# Exercise requirements
Each of the entries below needs to be given again exactly.

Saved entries
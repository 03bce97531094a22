use std::collections::BTreeMap;

use crate::catalog::{ProjectCatalog, Track};
use crate::config::PromotionConfig;
use crate::db::StudentStore;
use crate::delay::{classify, ClassifierAnomaly, ExpectedProject};
use crate::feed::{entries_by_student, FeedUser, ProgressionFeed};
use crate::models::{
    fold_key, ProgressionEntry, PromoResyncSummary, ResyncSummary, StudentProgress, TrackProgress,
};
use crate::progress::{current_project, normalize_electives, resolve_student, ElectiveChoice, ResolveError};

/// Resolves, normalizes and classifies one student.
pub fn derive_progress(
    catalog: &ProjectCatalog,
    expected: &ExpectedProject,
    login: &str,
    entries: &[ProgressionEntry],
) -> Result<StudentProgress, ResolveError> {
    let mut tracks = resolve_student(catalog, login, entries)?;
    if normalize_electives(catalog, &mut tracks) == ElectiveChoice::Conflict {
        tracing::warn!(login, "student shows activity on both Rust and Java");
    }

    let classification = classify(catalog, expected, &tracks);
    if let Some(ClassifierAnomaly::UnknownExpectedProject(name)) = &classification.anomaly {
        tracing::debug!(login, project = %name, "delay level defaulted");
    }

    let (actual_project_name, progress_status) = current_project(&tracks);
    let track = |track: Track| {
        let state = tracks.get(track);
        TrackProgress {
            project: state.project.clone(),
            status: state.status.clone(),
            completed: state.all_finished,
        }
    };

    Ok(StudentProgress {
        login: login.to_string(),
        actual_project_name,
        progress_status,
        delay_level: classification.level,
        golang: track(Track::Golang),
        javascript: track(Track::Javascript),
        rust: track(Track::Rust),
        java: track(Track::Java),
    })
}

/// Resyncs one promotion. Student failures are collected, not propagated.
pub async fn resync_promotion<F, S>(
    feed: &F,
    store: &S,
    catalog: &ProjectCatalog,
    promotion: &PromotionConfig,
) -> PromoResyncSummary
where
    F: ProgressionFeed,
    S: StudentStore,
{
    let mut summary = PromoResyncSummary {
        promotion: promotion.title.clone(),
        ..PromoResyncSummary::default()
    };

    let progress = match feed.promotion_progress(promotion.id).await {
        Ok(progress) => progress,
        Err(err) => {
            tracing::warn!(promotion = %promotion.title, error = %err, "progression feed failed");
            summary
                .errors
                .push(format!("{}: progression feed failed: {err}", promotion.title));
            return summary;
        }
    };

    let mut users: BTreeMap<String, FeedUser> = BTreeMap::new();
    for record in &progress {
        users
            .entry(fold_key(&record.user.login))
            .or_insert_with(|| record.user.clone());
    }
    let users: Vec<FeedUser> = users.into_values().collect();
    match store.ensure_students(promotion.id, &users).await {
        Ok(0) => {}
        Ok(inserted) => tracing::info!(promotion = %promotion.title, inserted, "registered new students"),
        Err(err) => summary
            .errors
            .push(format!("{}: failed to register students: {err:#}", promotion.title)),
    }

    let students = match store.students_in_promotion(promotion.id).await {
        Ok(students) => students,
        Err(err) => {
            summary
                .errors
                .push(format!("{}: failed to list students: {err:#}", promotion.title));
            return summary;
        }
    };

    let by_student = entries_by_student(&progress);
    for student in &students {
        let entries = by_student
            .get(&fold_key(&student.login))
            .map(Vec::as_slice)
            .unwrap_or(&[]);

        let derived = match derive_progress(catalog, &promotion.expected, &student.login, entries) {
            Ok(derived) => derived,
            Err(err) => {
                summary.errors.push(format!("{}: {err}", student.login));
                continue;
            }
        };

        match store.save_progress(&derived).await {
            Ok(()) => {
                tracing::debug!(login = %student.login, delay = %derived.delay_level, "student updated");
                summary.updated += 1;
            }
            Err(err) => summary.errors.push(format!("{}: {err:#}", student.login)),
        }
    }

    tracing::info!(
        promotion = %promotion.title,
        updated = summary.updated,
        errors = summary.errors.len(),
        "promotion resynced"
    );
    summary
}

/// Resyncs every non-archived promotion in turn.
pub async fn resync_all<'a, F, S>(
    feed: &F,
    store: &S,
    catalog: &ProjectCatalog,
    promotions: impl IntoIterator<Item = &'a PromotionConfig>,
) -> ResyncSummary
where
    F: ProgressionFeed,
    S: StudentStore,
{
    let mut summary = ResyncSummary::default();
    for promotion in promotions {
        if promotion.archived {
            tracing::debug!(promotion = %promotion.title, "skipping archived promotion");
            summary.archived_promos_skipped += 1;
            continue;
        }
        let promo = resync_promotion(feed, store, catalog, promotion).await;
        summary.total_promos += 1;
        summary.total_students_updated += promo.updated;
        summary.total_errors += promo.errors.len();
        summary.promotions.push(promo);
    }
    summary
}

# Task response
repository 03bce97531094a22
use std::collections::BTreeMap;

use crate::catalog::{ProjectCatalog, Track};
use crate::config::PromotionConfig;
use crate::db::StudentStore;
use crate::delay::{classify, ClassifierAnomaly, ExpectedProject};
use crate::feed::{entries_by_student, FeedUser, ProgressionFeed};
use crate::models::{
    fold_key, ProgressionEntry, PromoResyncSummary, ResyncSummary, StudentProgress, TrackProgress,
};
use crate::progress::{current_project, normalize_electives, resolve_student, ElectiveChoice, ResolveError};

/// Resolves, normalizes and classifies one student.
pub fn derive_progress(
    catalog: &ProjectCatalog,
    expected: &ExpectedProject,
    login: &str,
    entries: &[ProgressionEntry],
) -> Result<StudentProgress, ResolveError> {
    let mut tracks = resolve_student(catalog, login, entries)?;
    if normalize_electives(catalog, &mut tracks) == ElectiveChoice::Conflict {
        tracing::warn!(login, "student shows activity on both Rust and Java");
    }

    let classification = classify(catalog, expected, &tracks);
    if let Some(ClassifierAnomaly::UnknownExpectedProject(name)) = &classification.anomaly {
        tracing::debug!(login, project = %name, "delay level defaulted");
    }

    let (actual_project_name, progress_status) = current_project(&tracks);
    let track = |track: Track| {
        let state = tracks.get(track);
        TrackProgress {
            project: state.project.clone(),
            status: state.status.clone(),
            completed: state.all_finished,
        }
    };

    Ok(StudentProgress {
        login: login.to_string(),
        actual_project_name,
        progress_status,
        delay_level: classification.level,
        golang: track(Track::Golang),
        javascript: track(Track::Javascript),
        rust: track(Track::Rust),
        java: track(Track::Java),
    })
}

/// Resyncs one promotion. Student failures are collected, not propagated.
pub async fn resync_promotion<F, S>(
    feed: &F,
    store: &S,
    catalog: &ProjectCatalog,
    promotion: &PromotionConfig,
) -> PromoResyncSummary
where
    F: ProgressionFeed,
    S: StudentStore,
{
    let mut summary = PromoResyncSummary {
        promotion: promotion.title.clone(),
        ..PromoResyncSummary::default()
    };

    let progress = match feed.promotion_progress(promotion.id).await {
        Ok(progress) => progress,
        Err(err) => {
            tracing::warn!(promotion = %promotion.title, error = %err, "progression feed failed");
            summary
                .errors
                .push(format!("{}: progression feed failed: {err}", promotion.title));
            return summary;
        }
    };

    let mut users: BTreeMap<String, FeedUser> = BTreeMap::new();
    for record in &progress {
        users
            .entry(fold_key(&record.user.login))
            .or_insert_with(|| record.user.clone());
    }
    let users: Vec<FeedUser> = users.into_values().collect();
    match store.ensure_students(promotion.id, &users).await {
        Ok(0) => {}
        Ok(inserted) => tracing::info!(promotion = %promotion.title, inserted, "registered new students"),
        Err(err) => summary
            .errors
            .push(format!("{}: failed to register students: {err:#}", promotion.title)),
    }

    let students = match store.students_in_promotion(promotion.id).await {
        Ok(students) => students,
        Err(err) => {
            summary
                .errors
                .push(format!("{}: failed to list students: {err:#}", promotion.title));
            return summary;
        }
    };

    let by_student = entries_by_student(&progress);
    for student in &students {
        let entries = by_student
            .get(&fold_key(&student.login))
            .map(Vec::as_slice)
            .unwrap_or(&[]);

        let derived = match derive_progress(catalog, &promotion.expected, &student.login, entries) {
            Ok(derived) => derived,
            Err(err) => {
                summary.errors.push(format!("{}: {err}", student.login));
                continue;
            }
        };

        match store.save_progress(&derived).await {
            Ok(()) => {
                tracing::debug!(login = %student.login, delay = %derived.delay_level, "student updated");
                summary.updated += 1;
            }
            Err(err) => summary.errors.push(format!("{}: {err:#}", student.login)),
        }
    }

    tracing::info!(
        promotion = %promotion.title,
        updated = summary.updated,
        errors = summary.errors.len(),
        "promotion resynced"
    );
    summary
}

/// Resyncs every non-archived promotion in turn.
pub async fn resync_all<'a, F, S>(
    feed: &F,
    store: &S,
    catalog: &ProjectCatalog,
    promotions: impl IntoIterator<Item = &'a PromotionConfig>,
) -> ResyncSummary
where
    F: ProgressionFeed,
    S: StudentStore,
{
    let mut summary = ResyncSummary::default();
    for promotion in promotions {
        if promotion.archived {
            tracing::debug!(promotion = %promotion.title, "skipping archived promotion");
            summary.archived_promos_skipped += 1;
            continue;
        }
        let promo = resync_promotion(feed, store, catalog, promotion).await;
        summary.total_promos += 1;
        summary.total_students_updated += promo.updated;
        summary.total_errors += promo.errors.len();
        summary.promotions.push(promo);
    }
    summary
}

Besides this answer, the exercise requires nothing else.